The problem:
In the records below, find the line holding "let record = aggregate(trace(vec![]), 1);" and the line holding "ordered], 2, PartialTracePolicy::Keep);". Set down both, with every line between them, exactly.
-*-
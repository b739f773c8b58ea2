//! Aggregator
//!
//! Turns each `OpenTrace` into an immutable `TraceRecord` once every stream of
//! every function has been drained. Runs over whole traces only: a trace is
//! either fully summarized or not emitted at all.

use chrono::{DateTime, Utc};

use crate::config::PartialTracePolicy;
use crate::models::{InvocationRecord, OpenTrace, TraceRecord};

#[derive(Debug, Clone, Default)]
pub struct AggregateOutcome {
    pub records: Vec<TraceRecord>,
    /// Traces dropped by `PartialTracePolicy::Discard`.
    pub discarded: usize,
    /// Kept traces whose earliest start is after their latest end. Both
    /// timestamps are stored as observed and `runtime` is unset.
    pub inverted: Vec<String>,
}

pub fn aggregate(trace: OpenTrace, lambdas_count: usize) -> TraceRecord {
    let mut invocations: Vec<&InvocationRecord> = trace.invocations.values().collect();
    invocations.sort_by(|a, b| a.request_id.cmp(&b.request_id));

    let start = invocations.iter().filter_map(|i| i.start_time).min();
    let end = invocations.iter().filter_map(|i| i.end_time).max();

    let runtime = match (start, end) {
        (Some(s), Some(e)) if e >= s => Some(e - s),
        (Some(s), Some(e)) => {
            tracing::warn!(trace_id = %trace.trace_id, start = s, end = e, "Trace ends before it starts, leaving runtime unset");
            None
        }
        _ => None,
    };

    let total_memory_used = sum(&invocations, |i| i.memory_used);
    let total_memory_allocated = sum(&invocations, |i| i.memory_size);
    let total_billed_duration = sum(&invocations, |i| i.billed_duration);
    let total_duration = sum(&invocations, |i| i.duration);
    let total_cold_start_time = sum(&invocations, |i| i.cold_start_duration);

    TraceRecord {
        trace_id: trace.trace_id,
        start_time: start.and_then(to_timestamp),
        end_time: end.and_then(to_timestamp),
        runtime,
        invocation_information: trace.invocations,
        error: trace.error,
        total_memory_used,
        total_memory_allocated,
        total_billed_duration,
        total_duration,
        total_cold_start_time,
        lambdas_count,
    }
}

pub fn aggregate_all(
    traces: Vec<OpenTrace>,
    lambdas_count: usize,
    policy: PartialTracePolicy,
) -> AggregateOutcome {
    let mut outcome = AggregateOutcome::default();
    for trace in traces {
        if policy == PartialTracePolicy::Discard && trace.invocations.len() < lambdas_count {
            tracing::debug!(
                trace_id = %trace.trace_id,
                invocations = trace.invocations.len(),
                lambdas_count,
                "Discarding partial trace"
            );
            outcome.discarded += 1;
            continue;
        }
        let record = aggregate(trace, lambdas_count);
        if let (Some(start), Some(end)) = (record.start_time, record.end_time) {
            if end < start {
                outcome.inverted.push(record.trace_id.clone());
            }
        }
        outcome.records.push(record);
    }
    outcome
}

/// Absent values count as zero. Rounded to two decimals.
fn sum(invocations: &[&InvocationRecord], field: impl Fn(&InvocationRecord) -> Option<f64>) -> f64 {
    let total: f64 = invocations.iter().filter_map(|i| field(*i)).sum();
    (total * 100.0).round() / 100.0
}

fn to_timestamp(millis: i64) -> Option<DateTime<Utc>> {
    DateTime::from_timestamp_millis(millis)
}

#[cfg(test)]
mod tests {
    use super::*;
    use crate::report::ReportMetrics;

    fn invocation(request_id: &str, start: Option<i64>, end: Option<i64>) -> InvocationRecord {
        let mut inv = InvocationRecord::new(request_id);
        inv.merge_timing(start, end);
        inv
    }

    fn with_report(mut inv: InvocationRecord, duration: f64, cold: Option<f64>) -> InvocationRecord {
        let metrics = ReportMetrics {
            request_id: inv.request_id.clone(),
            duration,
            billed_duration: duration.ceil(),
            memory_size: 512.0,
            memory_used: 300.0,
            cold_start_duration: cold,
            ..Default::default()
        };
        inv.apply_report(&metrics, "fn");
        inv
    }

    fn trace(invocations: Vec<InvocationRecord>) -> OpenTrace {
        let mut t = OpenTrace::new("t1");
        for inv in invocations {
            t.invocations.insert(inv.request_id.clone(), inv);
        }
        t
    }

    #[test]
    fn test_single_invocation_example() {
        let inv = invocation("r1", Some(1000), Some(1500));
        let mut inv = with_report(inv, 120.0, None);
        inv.billed_duration = Some(130.0);

        let record = aggregate(trace(vec![inv]), 3);

        assert_eq!(record.runtime, Some(500));
        assert_eq!(record.total_duration, 120.0);
        assert_eq!(record.total_billed_duration, 130.0);
        assert_eq!(record.total_memory_allocated, 512.0);
        assert_eq!(record.total_memory_used, 300.0);
        assert_eq!(record.total_cold_start_time, 0.0);
        assert_eq!(record.lambdas_count, 3);
        assert_eq!(record.start_time.unwrap().timestamp_millis(), 1000);
        assert_eq!(record.end_time.unwrap().timestamp_millis(), 1500);
    }

    #[test]
    fn test_span_covers_earliest_start_and_latest_end() {
        let record = aggregate(
            trace(vec![
                invocation("a", Some(2000), Some(2500)),
                invocation("b", Some(1800), None),
                invocation("c", None, Some(3100)),
            ]),
            3,
        );

        assert_eq!(record.start_time.unwrap().timestamp_millis(), 1800);
        assert_eq!(record.end_time.unwrap().timestamp_millis(), 3100);
        assert_eq!(record.runtime, Some(1300));
    }

    #[test]
    fn test_runtime_unset_without_both_ends() {
        let record = aggregate(trace(vec![invocation("a", Some(2000), None)]), 1);
        assert!(record.end_time.is_none());
        assert!(record.runtime.is_none());

        let record = aggregate(trace(vec![]), 1);
        assert!(record.start_time.is_none());
        assert!(record.runtime.is_none());
    }

    #[test]
    fn test_inverted_span_is_flagged_and_has_no_runtime() {
        let inverted = trace(vec![
            invocation("a", None, Some(1000)),
            invocation("b", Some(2000), None),
        ]);
        let mut ordered = OpenTrace::new("t2");
        ordered.invocations.insert("c".to_string(), invocation("c", Some(1), Some(5)));

        let outcome = aggregate_all(vec![inverted, ordered], 2, PartialTracePolicy::Keep);

        assert_eq!(outcome.records.len(), 2);
        assert_eq!(outcome.inverted, vec!["t1".to_string()]);
        let record = &outcome.records[0];
        assert!(record.runtime.is_none());
        assert_eq!(record.start_time.unwrap().timestamp_millis(), 2000);
        assert_eq!(record.end_time.unwrap().timestamp_millis(), 1000);
    }

    #[test]
    fn test_sums_round_to_two_decimals_and_count_cold_starts() {
        let record = aggregate(
            trace(vec![
                with_report(invocation("a", None, None), 10.256, Some(100.111)),
                with_report(invocation("b", None, None), 5.5, None),
                invocation("c", Some(1), Some(2)),
            ]),
            3,
        );

        assert_eq!(record.total_duration, 15.76);
        assert_eq!(record.total_cold_start_time, 100.11);
        assert_eq!(record.total_memory_allocated, 1024.0);
    }

    #[test]
    fn test_discard_policy_drops_partial_traces() {
        let full = trace(vec![invocation("a", Some(1), Some(2)), invocation("b", Some(1), Some(3))]);
        let mut partial = OpenTrace::new("t2");
        partial.invocations.insert("a".to_string(), invocation("a", Some(1), Some(2)));

        let kept = aggregate_all(vec![full.clone(), partial.clone()], 2, PartialTracePolicy::Keep);
        assert_eq!(kept.records.len(), 2);
        assert_eq!(kept.discarded, 0);

        let filtered = aggregate_all(vec![full, partial], 2, PartialTracePolicy::Discard);
        assert_eq!(filtered.records.len(), 1);
        assert_eq!(filtered.records[0].trace_id, "t1");
        assert_eq!(filtered.discarded, 1);
    }
}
-*-
Output of the task:
        let record = aggregate(trace(vec![]), 1);
        assert!(record.start_time.is_none());
        assert!(record.runtime.is_none());
    }

    #[test]
    fn test_inverted_span_is_flagged_and_has_no_runtime() {
        let inverted = trace(vec![
            invocation("a", None, Some(1000)),
            invocation("b", Some(2000), None),
        ]);
        let mut ordered = OpenTrace::new("t2");
        ordered.invocations.insert("c".to_string(), invocation("c", Some(1), Some(5)));

        let outcome = aggregate_all(vec![inverted, ordered], 2, PartialTracePolicy::Keep);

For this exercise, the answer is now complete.